Für die Bewohnerinnen und Bewohner Kabuls fühlte sich die Machtübernahme der Taliban am 15. August 2021 wie ein Rückfall in die Vergangenheit an. Bereits in den 1990er Jahren hatten die Taliban Afghanistan in ein Refugium des radikalen Islamismus verwandelt: Frauen wurde der Zugang zu Bildung und Arbeit verwehrt, während Osama bin Laden und Al-Qaida ungehindert Trainingslager errichten konnten.
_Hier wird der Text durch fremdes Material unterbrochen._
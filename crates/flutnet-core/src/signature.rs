// crates/flutnet-core/src/signature.rs
// ============================================================================
// Module: Signature Analyzer
// Description: Canonical and formal signatures for platform operations.
// Purpose: Detect overload collisions under Dart's no-overloading rule.
// Dependencies: crate::metadata
// ============================================================================

//! ## Overview
//! Two signatures are computed per method:
//! - The canonical signature is the method name alone. Dart has no overload
//!   resolution, so `Foo(int)` and `Foo(string)` collide even though the host
//!   language tells them apart.
//! - The formal signature (name, parameter kinds, and types without the
//!   return type) is kept for diagnostics. Extension receivers appear in it
//!   as `this T` although they are not invocable parameters.

// ============================================================================
// SECTION: Imports
// ============================================================================

use std::collections::BTreeMap;
use std::fmt::Write;

use crate::metadata::MethodMetadata;
use crate::metadata::ParameterMetadata;
use crate::metadata::TypeRef;

// ============================================================================
// SECTION: Known Type Names
// ============================================================================

/// Non-generic task type.
pub const TASK: &str = "System.Threading.Tasks.Task";
/// Generic task definition.
pub const TASK_OF: &str = "System.Threading.Tasks.Task`1";

// ============================================================================
// SECTION: Signatures
// ============================================================================

/// Returns the canonical (name-only) signature of a method.
#[must_use]
pub fn canonical_signature(method: &MethodMetadata) -> String {
    method.name.clone()
}

/// Returns the formal signature of a method, excluding the return type.
#[must_use]
pub fn formal_signature(method: &MethodMetadata) -> String {
    let mut out = method.name.clone();
    if method.generic_arity > 0 {
        let _ = write!(out, "`{}", method.generic_arity);
    }
    out.push('(');
    for (index, parameter) in method.parameters.iter().enumerate() {
        if index > 0 {
            out.push_str(", ");
        }
        if index == 0 && method.is_extension {
            out.push_str("this ");
        }
        if let Some(keyword) = parameter.mode.keyword() {
            out.push_str(keyword);
            out.push(' ');
        }
        let _ = write!(out, "{}", parameter.ty);
    }
    out.push(')');
    out
}

/// Returns the parameters a caller supplies, skipping any extension receiver.
#[must_use]
pub fn invokable_parameters(method: &MethodMetadata) -> &[ParameterMetadata] {
    if method.is_extension { method.parameters.get(1 ..).unwrap_or(&[]) } else { &method.parameters }
}

// ============================================================================
// SECTION: Return Forms
// ============================================================================

/// Syntactic form of a method's return type.
#[derive(Debug, Clone, Copy, PartialEq, Eq)]
pub enum ReturnForm<'a> {
    /// `void`.
    Void,
    /// Plain `Task`.
    Task,
    /// `Task<T>` with its value type.
    TaskOf(&'a TypeRef),
    /// Any other synchronous value.
    Value(&'a TypeRef),
}

/// Analyzes the return type of a method.
#[must_use]
pub fn return_form(returns: &TypeRef) -> ReturnForm<'_> {
    match returns {
        ty if ty.is_void() => ReturnForm::Void,
        TypeRef::Named(name) if name == TASK => ReturnForm::Task,
        TypeRef::Generic {
            generic,
            arguments,
        } if generic == TASK_OF && arguments.len() == 1 => ReturnForm::TaskOf(&arguments[0]),
        other => ReturnForm::Value(other),
    }
}

// ============================================================================
// SECTION: Collision Detection
// ============================================================================

/// Group of operations sharing one canonical signature.
#[derive(Debug, Clone, PartialEq, Eq)]
pub struct Collision {
    /// Shared canonical signature.
    pub canonical: String,
    /// Formal signatures of the colliding operations, in input order.
    pub formal: Vec<String>,
}

/// Finds canonical-signature collisions among methods.
///
/// Results are ordered by canonical signature; each colliding name appears
/// exactly once regardless of how many overloads share it.
#[must_use]
pub fn find_collisions<'a>(methods: impl IntoIterator<Item = &'a MethodMetadata>) -> Vec<Collision> {
    let mut groups: BTreeMap<String, Vec<String>> = BTreeMap::new();
    for method in methods {
        groups.entry(canonical_signature(method)).or_default().push(formal_signature(method));
    }
    groups
        .into_iter()
        .filter(|(_, formal)| formal.len() > 1)
        .map(|(canonical, formal)| Collision {
            canonical,
            formal,
        })
        .collect()
}

// ============================================================================
// SECTION: Tests
// ============================================================================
In diesen Lagern entstand auch der Plan für die Anschläge vom 11. September 2001.
Zeitzeuginnen und Zeitzeugen berichten von dieser dramatischen Ära, die Afghanistan in eine Spirale aus Gewalt und religiösem Fundamentalismus stürzte. Zu Wort kommen ein Menschenrechtskommissar, eine afghanische Journalistin sowie der frühere Präsident Aschraf Ghani. Ihre Erinnerungen geben Einblicke in das Leben unter dem Taliban-Regime.
Internationale Entscheidungsträger ergänzen diese Perspektive: Ein ehemaliger CIA-Mitarbeiter beschreibt, wie der von Washington unterstützte Sieg des islamistischen Widerstands gegen die Sowjetunion den Einfluss der Extremisten stärkte. Nach den Anschlägen vom 11. September unterstützten die USA lokale Warlords im Kampf gegen Osama bin Laden und die Taliban, doch der Konflikt nahm kein Ende.
Die Niederlage der Taliban im Jahr 2001 und die neue Präsenz internationaler Truppen brachten vielen Menschen in Afghanistan Hoffnung. Frieden kehrte jedoch nicht ein. Aus dem Untergrund bereiteten die Taliban ihre Rückkehr vor.